Dalam sebuah diskusi di kantor Yayasan Lembaga Bantuan Hukum Indonesia (YLBHI) di Jakarta, Senin (10/2), Ketua YLBHI Asfinawati mengatakan demokrasi Indonesia di era Presiden Joko Widodo terancam. Hal ini terkait dengan makin memburuknya kebebasan sipil di Indonesia dalam konteks kebebasan berpendapat dan berkumpul. Ia mencontohkan sejumlah pelarangan untuk berkumpul atau berdemonstrasi, pembubaran paksa, pembatasan organisasi, penghalangan informasi, dan intimidasi.

Berdasarkan data yang dikumpulkan oleh YLBHI di 16 provinsi, sepanjang tahun 2019 lalu terdapat 6.128 orang menjadi korban pelanggaran kebebasan berpendapat dan berkumpul. Data tersebut, lanjutnya, menunjukkan pelanggaran terhadap kebebasan sipil di era Joko Widodo makin buruk.

Ketua Umum YLBHI Asfinawati di kantor YLBHI, Jakarta. (Foto: dok)
Ketua Umum YLBHI Asfinawati di kantor YLBHI, Jakarta. (Foto: dok)


"Artinya yang terjadi di Indonesia bukan jaminan ketidakberulangan sebagaimana yang dimandatkan hak asasi manusia tapi jaminan keberulangan. Saya khawatir ini disengaja sehingga orang-orang kemudian takut. Jangan aksi (demonstrasi) deh, nanti kita bisa ditembak, jangan aksi nanti kita dipukul, jangan aksi nanti kita diburu," kata Asfinawati.

Menurut Asfinawati, korban terbanyak dalam pelanggaran terhadap kebebasan berpendapat dan berkumpul adalah mahasiswa, yakni 43 persen. Sedangkan pelaku pelanggaran terbanyak adalah polisi, yaitu 69 persen.

YLBHI meminta pemerintah mengedepankan hak asasi manusia, antara lain dengan membiasakan diri menerima kritik karena konstitusi memang memberi ruang bagi warga untuk menyampaikan kritik dan ikut berpartisipasi dalam pembangunan dan pemerintahan.

Pakar Dukung Perguruan Tinggi Berani Bersuara Vokal

Pada kesempatan yang sama, Profesor Hariadi Kartodiharjo dari Institut Pertanian Bogor mendukung agar perguruan tinggi tetap menjadi tempat yang menghargai kebebasan berpendapat dan berkumpul. Menurutnya kampus harus berani berbicara mengenai kebenaran kepada penguasa.

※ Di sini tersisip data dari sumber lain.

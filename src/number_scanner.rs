/// Convert a plain decimal string (digits, at most one '.') to seconds.
///
/// Digits are accumulated by hand: the integer part as `value * 10 + digit`,
/// then each fractional digit as `digit / 10^position`. No sign, exponent or
/// second decimal point is understood; callers hand in text that has already
/// been checked to be numeric. Stray non-digit characters are skipped.
pub fn parse_decimal(text: &str) -> f64 {
    let mut chars = text.chars();
    let mut value = 0.0;

    for c in chars.by_ref() {
        if c == '.' {
            break;
        }
        if let Some(digit) = c.to_digit(10) {
            value = value * 10.0 + digit as f64;
        }
    }

    // Anything left is the fractional part; an empty iterator means no '.'
    let mut position = 1;
    for c in chars {
        if let Some(digit) = c.to_digit(10) {
            value += digit as f64 / 10f64.powi(position);
            position += 1;
        }
    }

    value
}

#[cfg(test)]
mod tests {
    use super::*;

    #[test]
    fn test_whole_numbers() {
        assert_eq!(parse_decimal("0"), 0.0);
        assert_eq!(parse_decimal("3"), 3.0);
        assert_eq!(parse_decimal("1234"), 1234.0);
        assert_eq!(parse_decimal(""), 0.0);
    }

    #[test]
    fn test_fractional_part() {
        assert_eq!(parse_decimal("12.5"), 12.5);
        assert_eq!(parse_decimal("10.000"), 10.0);
        assert_eq!(parse_decimal("7."), 7.0);
        assert!((parse_decimal("15.517") - 15.517).abs() < 1e-9);
        assert!((parse_decimal("0.033") - 0.033).abs() < 1e-9);
    }
}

The entrance gate of the IPB University, Bogor, Indonesia. (Foto: Wikipedia/Davidelit)
The entrance gate of the IPB University, Bogor, Indonesia. (Foto: Wikipedia/Davidelit)

Kampus, tambahnya, harus melindungi keragaman opini dan menjadi tempat aman di mana semua hal dapat ditanyakan dan dijawab dengan bebas. Hariadi menggarisbawahi bahwa kebebasan berpendapat dan berkumpul di kampus merupakan bagian dari kebebasan sipil.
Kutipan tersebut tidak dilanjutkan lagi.